I won’t ask for your forgiveness because I understand there is no redeeming myself for any of the things I’ve done. But I know there was a time when our love meant everything to you, and I call on those feelings to be your guide as I beg you not to hold my mistakes against our daughter. Please give her freely the love you once gave me. Please let her see the Ryder Hatley I fell head over heels for. The person who allowed me to forget briefly what I’d escaped. The person who allowed me to hope for something better than the life I’d found myself living.

Sincerely, regretfully, and with all the love I still feel for you,

Ravyn

My jaw was clenched so tight I thought my teeth might crack. I balled the paper in my hand, crumpling the words that were tearing apart my walls and my scars and making them bleed fresh and new. How dare she talk of loving me! How dare she!

Fuck.

I closed my eyes, leaning back against the wall.

She’d been running. Running scared. And she hadn’t trusted me enough to tell me. Hadn’t believed we could face it together. What did that say about me?

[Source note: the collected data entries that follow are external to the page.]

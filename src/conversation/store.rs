//! Per-user conversation state storage.

use std::collections::HashMap;

use async_trait::async_trait;
use tokio::sync::RwLock;

use crate::conversation::state::{ConversationKey, ConversationState};

/// Key-value store holding one conversation state per user.
///
/// Safe for concurrent use by dispatcher workers. A user's messages are
/// expected one at a time; concurrent updates for the same key resolve as
/// last writer wins.
#[async_trait]
pub trait StateStore: Send + Sync {
    /// `None` on first contact.
    async fn get(&self, key: &ConversationKey) -> Option<ConversationState>;

    async fn put(&self, key: ConversationKey, state: ConversationState);
}

/// In-process state store. Contents are lost on restart.
#[derive(Default)]
pub struct InMemoryStateStore {
    states: RwLock<HashMap<ConversationKey, ConversationState>>,
}

impl InMemoryStateStore {
    pub fn new() -> Self {
        Self::default()
    }

    /// Number of users with a stored state.
    pub async fn len(&self) -> usize {
        self.states.read().await.len()
    }

    pub async fn is_empty(&self) -> bool {
        self.states.read().await.is_empty()
    }
}

#[async_trait]
impl StateStore for InMemoryStateStore {
    async fn get(&self, key: &ConversationKey) -> Option<ConversationState> {
        self.states.read().await.get(key).cloned()
    }

    async fn put(&self, key: ConversationKey, state: ConversationState) {
        self.states.write().await.insert(key, state);
    }
}
//! Synced streaming playback: the primary/secondary audio thread contract
//!
//! Grounded on `CDVDPlayerAudio` (DVDPlayerAudio.h/.cpp): a message-driven
//! decode loop that keeps a primary `AudioSink` locked to an external
//! reference clock, optionally mirroring output to a secondary sink.

mod player;
mod sync;

pub use player::{PlayerAtomics, StepOutcome, StreamingAudioPlayer};
pub use sync::{DualSinkAction, DualSinkAligner, RefClock, SyncAction, SyncController, SyncType};
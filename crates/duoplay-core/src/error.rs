//! Crate-wide error taxonomy
//!
//! Mirrors the error handling design: transient decode errors and
//! secondary-slot failures are recovered where they occur and never reach
//! this type; only what the spec calls "fatal" conditions surface here.

use thiserror::Error;

#[derive(Debug, Error)]
pub enum CoreError {
    #[error("no audio devices available")]
    NoDevices,

    #[error("engine slot already loaded")]
    AlreadyLoaded,

    #[error("engine failed CanInit check: {0}")]
    EngineInitFailed(String),

    #[error("sink rejected format: {0:?}")]
    UnsupportedFormat(crate::types::AudioFormat),

    #[error("stream build error: {0}")]
    StreamBuildError(String),

    #[error("stream playback error: {0}")]
    StreamPlayError(String),

    #[error("decoder error: {0}")]
    DecoderError(String),

    #[error("message queue aborted")]
    QueueAborted,

    #[error("settings I/O error: {0}")]
    SettingsIo(#[from] std::io::Error),

    #[error("settings parse error: {0}")]
    SettingsParse(#[from] serde_yaml::Error),
}

pub type CoreResult<T> = Result<T, CoreError>;
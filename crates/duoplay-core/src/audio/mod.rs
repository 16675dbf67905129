//! Cross-platform device enumeration for the engine factory
//!
//! `cpal` backs device listing here and the `CpalSink`/`CpalEngine`
//! reference backend in [`crate::sink`] and [`crate::engine`]. Building an
//! audio stream for an already-chosen device/format lives with those
//! components; this module only answers "what output devices exist".

mod device;

pub use device::{get_default_device, get_output_devices, AudioDevice};

/// Default sample rate used when no device/stream preference narrows it
/// further — matches the rate most compressed music and video audio
/// tracks are encoded at, minimizing resampling in the common case.
pub const DEFAULT_SAMPLE_RATE: u32 = 48000;
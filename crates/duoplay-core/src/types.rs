//! Common audio types for duoplay-core
//!
//! Fundamental PCM buffer and format types shared across the decode,
//! sync, and sink layers.

use std::ops::{Index, IndexMut};

/// Ticks per second used for every timestamp and duration in this crate.
///
/// Matches Kodi's `DVD_TIME_BASE`: all `pts`/`duration`/clock values are
/// expressed as integer microsecond ticks rather than floating seconds so
/// that sync arithmetic never accumulates rounding error.
pub const DVD_TIME_BASE: i64 = 1_000_000;

/// Sentinel for "no presentation timestamp available".
pub const DVD_NOPTS_VALUE: i64 = i64::MIN;

#[inline]
pub fn ms_to_ticks(ms: f64) -> i64 {
    (ms * (DVD_TIME_BASE as f64) / 1000.0) as i64
}

#[inline]
pub fn ticks_to_ms(ticks: i64) -> f64 {
    ticks as f64 * 1000.0 / DVD_TIME_BASE as f64
}

/// Audio sample type used for PCM processing.
pub type Sample = f32;

/// Compressed codec identifiers relevant to passthrough decisions.
#[derive(Debug, Clone, Copy, PartialEq, Eq, Hash)]
pub enum CodecId {
    Pcm,
    Ac3,
    EAc3,
    Dts,
    DtsHd,
    TrueHd,
    Flac,
    Aac,
    Vorbis,
    Opus,
    Other,
}

/// Channel layout, bitmask-style: one bit per speaker position.
/// Only the count is load-bearing for this crate's sync/mix logic.
#[derive(Debug, Clone, Copy, PartialEq, Eq, Hash)]
pub struct ChannelLayout(pub u32);

impl ChannelLayout {
    pub const STEREO: ChannelLayout = ChannelLayout(0b11);

    pub fn channel_count(&self) -> u32 {
        self.0.count_ones()
    }
}

/// Sample storage format as negotiated with a sink.
#[derive(Debug, Clone, Copy, PartialEq, Eq, Hash)]
pub enum SampleFormat {
    Float32,
    Signed16,
    Signed32,
}

impl SampleFormat {
    pub fn bytes_per_sample(&self) -> u32 {
        match self {
            SampleFormat::Float32 => 4,
            SampleFormat::Signed16 => 2,
            SampleFormat::Signed32 => 4,
        }
    }
}

/// Full description of a PCM or passthrough stream's shape.
///
/// Two frames are "format-compatible" iff every field matches (see
/// [`AudioFormat::compatible`]).
#[derive(Debug, Clone, PartialEq)]
pub struct AudioFormat {
    pub sample_rate: u32,
    /// Sample rate as declared by the container/codec, prior to any
    /// device-side resampling. Differs from `sample_rate` only when the
    /// sink had to fall back to a rate the device actually supports.
    pub encoded_sample_rate: u32,
    pub channel_layout: ChannelLayout,
    pub sample_format: SampleFormat,
    pub is_passthrough: bool,
    pub codec_id: CodecId,
}

impl AudioFormat {
    pub fn compatible(&self, other: &AudioFormat) -> bool {
        self == other
    }

    pub fn bytes_per_frame(&self) -> u32 {
        self.sample_format.bytes_per_sample() * self.channel_layout.channel_count()
    }
}

/// An owned PCM-or-encoded payload plus timing metadata.
///
/// Frames are consumed exactly once: ownership of `data` transfers into
/// the renderer the moment `AddPackets` accepts it (see [`crate::sink::AudioSink`]).
#[derive(Debug, Clone)]
pub struct AudioFrame {
    pub data: Vec<u8>,
    /// Presentation timestamp in `DVD_TIME_BASE` ticks, or
    /// [`DVD_NOPTS_VALUE`] if the codec produced no timing for this frame.
    pub pts: i64,
    /// Duration of this frame in ticks, derived from the codec's decoded
    /// sample count and `encoded_sample_rate`.
    pub duration: i64,
    pub encoded_sample_rate: u32,
    pub passthrough: bool,
}

impl AudioFrame {
    pub fn size(&self) -> usize {
        self.data.len()
    }

    pub fn has_pts(&self) -> bool {
        self.pts != DVD_NOPTS_VALUE
    }

    /// A zero-length frame with no timing, used as a benign placeholder
    /// when a secondary decoder produced nothing for this iteration.
    pub fn empty() -> Self {
        Self {
            data: Vec::new(),
            pts: DVD_NOPTS_VALUE,
            duration: 0,
            encoded_sample_rate: 0,
            passthrough: false,
        }
    }

    /// Overwrite the payload with zeros in place, keeping timing intact.
    /// Used by the dual-sink aligner to stuff silence into a lagging sink
    /// without disturbing its delay bookkeeping.
    pub fn silence_in_place(&mut self) {
        self.data.iter_mut().for_each(|b| *b = 0);
    }
}

/// A single stereo sample (left and right channels), `repr(C)` so it can
/// be reinterpreted as interleaved `f32` via `bytemuck` with no copy.
#[repr(C)]
#[derive(Debug, Clone, Copy, Default, PartialEq, bytemuck::Pod, bytemuck::Zeroable)]
pub struct StereoSample {
    pub left: Sample,
    pub right: Sample,
}

impl StereoSample {
    #[inline]
    pub fn new(left: Sample, right: Sample) -> Self {
        Self { left, right }
    }

    #[inline]
    pub fn silence() -> Self {
        Self::default()
    }

    #[inline]
    pub fn peak(&self) -> Sample {
        self.left.abs().max(self.right.abs())
    }
}

impl std::ops::Add for StereoSample {
    type Output = Self;
    #[inline]
    fn add(self, other: Self) -> Self {
        Self { left: self.left + other.left, right: self.right + other.right }
    }
}

impl std::ops::Mul<Sample> for StereoSample {
    type Output = Self;
    #[inline]
    fn mul(self, factor: Sample) -> Self {
        Self { left: self.left * factor, right: self.right * factor }
    }
}

/// A buffer of interleaved stereo samples used by sink backends and
/// crossfade mixing.
#[derive(Debug, Clone, Default)]
pub struct StereoBuffer {
    samples: Vec<StereoSample>,
}

impl StereoBuffer {
    pub fn silence(len: usize) -> Self {
        Self { samples: vec![StereoSample::silence(); len] }
    }

    pub fn from_interleaved(interleaved: &[Sample]) -> Self {
        assert!(interleaved.len() % 2 == 0, "interleaved buffer must have even length");
        let samples = interleaved
            .chunks_exact(2)
            .map(|c| StereoSample::new(c[0], c[1]))
            .collect();
        Self { samples }
    }

    #[inline]
    pub fn len(&self) -> usize {
        self.samples.len()
    }

    #[inline]
    pub fn is_empty(&self) -> bool {
        self.samples.is_empty()
    }

    pub fn fill_silence(&mut self) {
        self.samples.fill(StereoSample::silence());
    }

    #[inline]
    pub fn as_slice(&self) -> &[StereoSample] {
        &self.samples
    }

    #[inline]
    pub fn as_mut_slice(&mut self) -> &mut [StereoSample] {
        &mut self.samples
    }

    #[inline]
    pub fn as_interleaved(&self) -> &[Sample] {
        bytemuck::cast_slice(&self.samples)
    }

    pub fn scale(&mut self, factor: Sample) {
        for s in &mut self.samples {
            *s = *s * factor;
        }
    }

    /// Mix `other` into `self` scaled by `gain`, used by the crossfade
    /// envelope to blend outgoing/incoming streams sample-for-sample.
    pub fn mix_in(&mut self, other: &StereoBuffer, gain: Sample) {
        for (dst, src) in self.samples.iter_mut().zip(other.samples.iter()) {
            *dst = *dst + (*src * gain);
        }
    }

    pub fn peak(&self) -> Sample {
        self.samples.iter().map(|s| s.peak()).fold(0.0, Sample::max)
    }
}

impl Index<usize> for StereoBuffer {
    type Output = StereoSample;
    #[inline]
    fn index(&self, index: usize) -> &Self::Output {
        &self.samples[index]
    }
}

impl IndexMut<usize> for StereoBuffer {
    #[inline]
    fn index_mut(&mut self, index: usize) -> &mut Self::Output {
        &mut self.samples[index]
    }
}

/// Which of the two process-wide engine slots a handle belongs to.
#[derive(Debug, Clone, Copy, PartialEq, Eq, Hash)]
pub enum EngineSlot {
    Primary,
    Secondary,
}

impl EngineSlot {
    pub fn index(&self) -> usize {
        match self {
            EngineSlot::Primary => 0,
            EngineSlot::Secondary => 1,
        }
    }
}

#[cfg(test)]
mod tests {
    use super::*;

    #[test]
    fn stereo_sample_arithmetic() {
        let a = StereoSample::new(1.0, 2.0);
        let b = StereoSample::new(0.5, 0.5);
        let sum = a + b;
        assert_eq!(sum.left, 1.5);
        assert_eq!(sum.right, 2.5);
        assert_eq!((a * 0.5).left, 0.5);
    }

    #[test]
    fn stereo_buffer_from_interleaved() {
        let buf = StereoBuffer::from_interleaved(&[1.0, 2.0, 3.0, 4.0]);
        assert_eq!(buf.len(), 2);
        assert_eq!(buf[0].left, 1.0);
        assert_eq!(buf[1].right, 4.0);
    }

    #[test]
    fn ticks_roundtrip() {
        assert_eq!(ms_to_ticks(100.0), 100_000);
        assert!((ticks_to_ms(100_000) - 100.0).abs() < 1e-9);
    }

    #[test]
    fn format_compatible_requires_all_fields() {
        let a = AudioFormat {
            sample_rate: 48000,
            encoded_sample_rate: 48000,
            channel_layout: ChannelLayout::STEREO,
            sample_format: SampleFormat::Float32,
            is_passthrough: false,
            codec_id: CodecId::Flac,
        };
        let mut b = a.clone();
        assert!(a.compatible(&b));
        b.sample_rate = 44100;
        assert!(!a.compatible(&b));
    }
}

About us? Could I even believe her? She’d lied about everything before. Maybe this was just one more lie. Maybe she just needed some damn sucker to take in her child if she ended up dead because she was working with a fucking cartel. Maybe I was the only damn sucker she could think of.

And yet, that thought didn’t ring true either.

The girl…Addy…she looked a little small to be the right age. She looked like my niece, and Mila had been born a whole year after our baby would have been. But Ravyn had been small as well. She’d been over a foot shorter than me. When we’d been together, I’d loved the difference in our sizes. Loved that I could maneuver her body, set her on me, hold her up, and get lost in her fairylike quality while embedding myself in her.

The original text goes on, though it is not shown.